Ich finde das Schnittmuster nicht perfekt, aber trotzdem sehr gut gelungen (Anmerkung: ich habe es etwas angepasst, damit das Kleid etwas "prinzessiger" ist, Details findet ihr hier). Einem Anfänger würde ich den Schnitt nicht empfehlen, aber mit etwas Näherfahrung ist er wirklich schön - bodenlange Rüschenkleider sieht man ja nicht so häufig.

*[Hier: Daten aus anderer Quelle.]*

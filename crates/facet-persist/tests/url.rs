//! Query-string shapes produced by the URL builder.

use facet_model::{RankedEntry, SortDirection};
use indexmap::IndexMap;
use facet_persist::{QueryParams, UrlOverrides, build_url};

#[test]
fn scalar_override_appends_after_existing_params() {
    let overrides = UrlOverrides::new().value("minPrice", &10.0_f64).unwrap();
    let url = build_url("/catalog", &QueryParams::parse("page=2"), &overrides);
    insta::assert_snapshot!(url, @"/catalog?page=2&minPrice=10.0");
}

#[test]
fn selection_and_sort_are_percent_encoded() {
    let mut sort = IndexMap::new();
    sort.insert("price", RankedEntry::active(SortDirection::Ascending, 0));
    let overrides = UrlOverrides::new()
        .value("tags", &vec!["red", "blue"])
        .unwrap()
        .value("sort", &sort)
        .unwrap();
    let url = build_url("/catalog", &QueryParams::new(), &overrides);
    insta::assert_snapshot!(
        url,
        @"/catalog?tags=%5B%22red%22%2C%22blue%22%5D&sort=%7B%22price%22%3A%7B%22direction%22%3A%22ascending%22%2C%22rank%22%3A0%7D%7D"
    );
}

#[test]
fn admin_deep_link_overrides_keep_the_rest() {
    let current = QueryParams::parse("q=%22smith%22&status=%5B%22open%22%5D&page=4");
    let overrides = UrlOverrides::new()
        .value("status", &vec!["refunded"])
        .unwrap()
        .clear("q");
    let url = build_url("/admin/orders", &current, &overrides);
    insta::assert_snapshot!(url, @"/admin/orders?q=&status=%5B%22refunded%22%5D&page=4");
}
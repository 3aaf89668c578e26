//! Replaying scripts against the built-in catalog panel.

use facet_cli::replay::Replay;
use facet_cli::script::Script;
use facet_cli::session::Session;
use facet_model::Tristate;
use facet_persist::{MemoryStore, Sinks};
use facet_state::PanelConfig;
use facet_sync::SyncSettings;

const PRICE_RANGE: &str = r#"{"steps": [
    {"at_ms": 0,   "command": {"type": "set_scalar", "field": "minPrice", "value": 10}},
    {"at_ms": 100, "command": {"type": "set_scalar", "field": "maxPrice", "value": 5}}
]}"#;

fn catalog(url: &str) -> Replay {
    Replay::mount(PanelConfig::catalog(), Sinks::in_memory(url), SyncSettings::default()).unwrap()
}

fn keys_and_due(replay: &Replay) -> Vec<(&str, u64)> {
    replay
        .commits
        .iter()
        .map(|commit| (commit.key.as_str(), commit.due_ms))
        .collect()
}

#[test]
fn price_range_commits_on_staggered_deadlines() {
    let mut replay = catalog("/catalog");
    replay.run_virtual(&Script::parse(PRICE_RANGE).unwrap()).unwrap();
    assert_eq!(replay.pending_len(), 2);
    assert!(replay.commits.is_empty());

    replay.settle_virtual();
    assert_eq!(keys_and_due(&replay), [("minPrice", 500), ("maxPrice", 650)]);
    assert_eq!(replay.commits[0].entry, Tristate::Value("10.0".to_string()));
    assert_eq!(
        replay.sinks.location.href(),
        "/catalog?minPrice=10.0&maxPrice=5.0"
    );
    assert_eq!(replay.sinks.location.history_len(), 1);
}

#[test]
fn retyping_before_the_deadline_commits_once() {
    let script = Script::parse(
        r#"{"steps": [
            {"at_ms": 0,   "command": {"type": "set_scalar", "field": "minPrice", "value": 1}},
            {"at_ms": 200, "command": {"type": "set_scalar", "field": "minPrice", "value": 12}},
            {"at_ms": 400, "command": {"type": "set_scalar", "field": "minPrice", "value": 120}}
        ]}"#,
    )
    .unwrap();
    let mut replay = catalog("/catalog");
    replay.run_virtual(&script).unwrap();
    replay.settle_virtual();
    assert_eq!(keys_and_due(&replay), [("minPrice", 900)]);
    assert_eq!(replay.sinks.location.href(), "/catalog?minPrice=120.0");
}

#[test]
fn closing_early_cancels_pending_commits() {
    let mut replay = catalog("/catalog?page=3");
    replay.run_virtual(&Script::parse(PRICE_RANGE).unwrap()).unwrap();

    assert_eq!(replay.unmount(), 2);
    assert_eq!(replay.pending_len(), 0);
    replay.settle_virtual();
    assert!(replay.commits.is_empty());
    assert_eq!(replay.sinks.location.href(), "/catalog?page=3");
    assert!(replay.sinks.tab.snapshot().is_empty());
}

#[test]
fn session_survives_a_reload_without_the_query_string() {
    let dir = tempfile::tempdir().unwrap();
    let path = dir.path().join("tab.json");
    let script = Script::parse(
        r#"{"steps": [
            {"command": {"type": "add_selection", "field": "tags", "value": "red"}},
            {"command": {"type": "change_sort", "field": "price", "direction": "descending"}}
        ]}"#,
    )
    .unwrap();

    let mut first = catalog("/catalog");
    first.run_virtual(&script).unwrap();
    first.settle_virtual();
    Session::capture(&first.sinks).save(&path).unwrap();

    let mut session = Session::load(&path).unwrap();
    session.url = "/catalog".to_string();
    let second = Replay::mount(
        PanelConfig::catalog(),
        session.into_sinks(Box::new(MemoryStore::new())),
        SyncSettings::default(),
    )
    .unwrap();

    let query = second.panel.committed_query();
    assert_eq!(query.selections["tags"], ["red"]);
    assert_eq!(query.sort.len(), 1);
    assert_eq!(query.sort[0].field, "price");
}

#[tokio::test(start_paused = true)]
async fn realtime_replay_fires_on_the_tokio_clock() {
    let mut replay = catalog("/catalog");
    replay
        .run_realtime(&Script::parse(PRICE_RANGE).unwrap())
        .await
        .unwrap();
    replay.settle_realtime().await;

    assert_eq!(keys_and_due(&replay), [("minPrice", 500), ("maxPrice", 650)]);
    assert!(
        replay
            .commits
            .iter()
            .all(|commit| commit.fired_ms == commit.due_ms)
    );
    assert_eq!(replay.pending_len(), 0);
}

Mit der gleichen Schnittmusterbasis möchte ich jetzt übrigens noch ein "Regenbogenprinzessinenkleid" nähen, dafür habe ich den Schnitt noch weiter angepasst: beim Oberkleid habe ich die Schnittteile von Ober- und Unterteil miteinander verbunden (jeweils für die Vorder- und Rückseite) und anschließend längs in Streifen geschnitten. Für die Rückseite sehen die zugeschnittenen Teile dann so aus:


Bei der Vorderseite habe ich außerdem den bogenförmigen Saum durch einen geraden Saum ersetzt. Jetzt muss ich aber erstmal in die "Färbeküche", da mir noch Stoff für die gelben und orangenen Regenbogenstreifen fehlt und ich diesen gern wieder selbst färben möchte.